What you have to do: For each line of the listing below that contains the string "tests", copy the line.
--------------------------------
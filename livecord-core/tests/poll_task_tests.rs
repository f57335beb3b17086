// File: livecord-core/tests/poll_task_tests.rs

use std::collections::BTreeSet;
use std::sync::Arc;
use std::sync::atomic::{AtomicUsize, Ordering};
use std::time::Duration;

use async_trait::async_trait;
use tokio::sync::watch;
use twilight_model::id::Id;

use livecord_common::models::{BroadcastSnapshot, ConfigDefaults, Configuration, TrackedEntity};
use livecord_common::traits::{StatusProvider, SystemClock};
use livecord_core::Error;
use livecord_core::presence::{NotificationEngine, PersistenceBridge};
use livecord_core::repositories::ConfigHandle;
use livecord_core::tasks::spawn_live_poll_task;
use livecord_core::test_utils::{
    snapshot, MemoryConfigStore, RecordingGateway, ScriptedStatusProvider,
};

/// Provider whose every call takes `delay` and tracks overlap.
struct SlowProvider {
    delay: Duration,
    calls: AtomicUsize,
    in_flight: AtomicUsize,
    max_in_flight: AtomicUsize,
}

impl SlowProvider {
    fn new(delay: Duration) -> Self {
        Self {
            delay,
            calls: AtomicUsize::new(0),
            in_flight: AtomicUsize::new(0),
            max_in_flight: AtomicUsize::new(0),
        }
    }
}

#[async_trait]
impl StatusProvider for SlowProvider {
    async fn live_broadcasts(
        &self,
        _entities: &BTreeSet<TrackedEntity>,
    ) -> Result<Vec<BroadcastSnapshot>, Error> {
        self.calls.fetch_add(1, Ordering::SeqCst);
        let now = self.in_flight.fetch_add(1, Ordering::SeqCst) + 1;
        self.max_in_flight.fetch_max(now, Ordering::SeqCst);
        tokio::time::sleep(self.delay).await;
        self.in_flight.fetch_sub(1, Ordering::SeqCst);
        Ok(vec![snapshot("alice", "slow")])
    }
}

fn tracked_config() -> Configuration {
    let mut doc = Configuration::default();
    doc.add_streamer(TrackedEntity::new("alice").unwrap());
    doc.channel_id = Some(Id::new(1));
    doc
}

fn engine_with(
    provider: Arc<dyn StatusProvider>,
    gateway: Arc<RecordingGateway>,
) -> NotificationEngine {
    let store = Arc::new(MemoryConfigStore::new(tracked_config()));
    NotificationEngine::new(
        provider,
        gateway,
        PersistenceBridge::new(ConfigHandle::new(store)),
        Arc::new(SystemClock),
        ConfigDefaults::default(),
    )
}

#[tokio::test(start_paused = true)]
async fn test_slow_passes_never_overlap() {
    let provider = Arc::new(SlowProvider::new(Duration::from_secs(150)));
    let gateway = Arc::new(RecordingGateway::new());
    let engine = engine_with(provider.clone(), gateway.clone());

    let (tx, rx) = watch::channel(false);
    let handle = spawn_live_poll_task(engine, Duration::from_secs(60), rx);

    tokio::time::sleep(Duration::from_secs(600)).await;
    tx.send(true).unwrap();
    handle.await.unwrap();

    assert_eq!(provider.max_in_flight.load(Ordering::SeqCst), 1);
    let calls = provider.calls.load(Ordering::SeqCst);
    assert!(
        (3..=5).contains(&calls),
        "missed ticks must be skipped, not queued (got {calls} passes)"
    );
    assert_eq!(gateway.sends().len(), 1);
}

#[tokio::test(start_paused = true)]
async fn test_first_pass_runs_immediately_then_on_interval() {
    let provider = Arc::new(ScriptedStatusProvider::new());
    let gateway = Arc::new(RecordingGateway::new());
    let engine = engine_with(provider.clone(), gateway.clone());

    let (tx, rx) = watch::channel(false);
    let handle = spawn_live_poll_task(engine, Duration::from_secs(60), rx);

    tokio::time::sleep(Duration::from_secs(1)).await;
    assert_eq!(provider.calls(), 1);

    tokio::time::sleep(Duration::from_secs(120)).await;
    assert_eq!(provider.calls(), 3);

    tx.send(true).unwrap();
    handle.await.unwrap();
}

#[tokio::test(start_paused = true)]
async fn test_failed_pass_does_not_stop_the_loop() {
    let provider = Arc::new(ScriptedStatusProvider::new());
    provider.set_live(vec![snapshot("alice", "a")]);
    provider.fail_next(Error::TransientNetwork("connection reset".into()));
    let gateway = Arc::new(RecordingGateway::new());
    let engine = engine_with(provider.clone(), gateway.clone());

    let (tx, rx) = watch::channel(false);
    let handle = spawn_live_poll_task(engine, Duration::from_secs(60), rx);

    tokio::time::sleep(Duration::from_secs(1)).await;
    assert!(gateway.calls().is_empty());

    tokio::time::sleep(Duration::from_secs(60)).await;
    assert_eq!(gateway.sends().len(), 1);

    tx.send(true).unwrap();
    handle.await.unwrap();
}

#[tokio::test(start_paused = true)]
async fn test_dropping_the_sender_stops_the_task() {
    let provider = Arc::new(ScriptedStatusProvider::new());
    let engine = engine_with(provider.clone(), Arc::new(RecordingGateway::new()));

    let (tx, rx) = watch::channel(false);
    let handle = spawn_live_poll_task(engine, Duration::from_secs(60), rx);
    tokio::time::sleep(Duration::from_secs(1)).await;
    drop(tx);

    tokio::time::timeout(Duration::from_secs(5), handle)
        .await
        .expect("task should stop")
        .unwrap();
}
--------------------------------
Written answer:
filename livecord-core/tests/poll_task_tests.rs
// File: livecord-core/tests/poll_task_tests.rs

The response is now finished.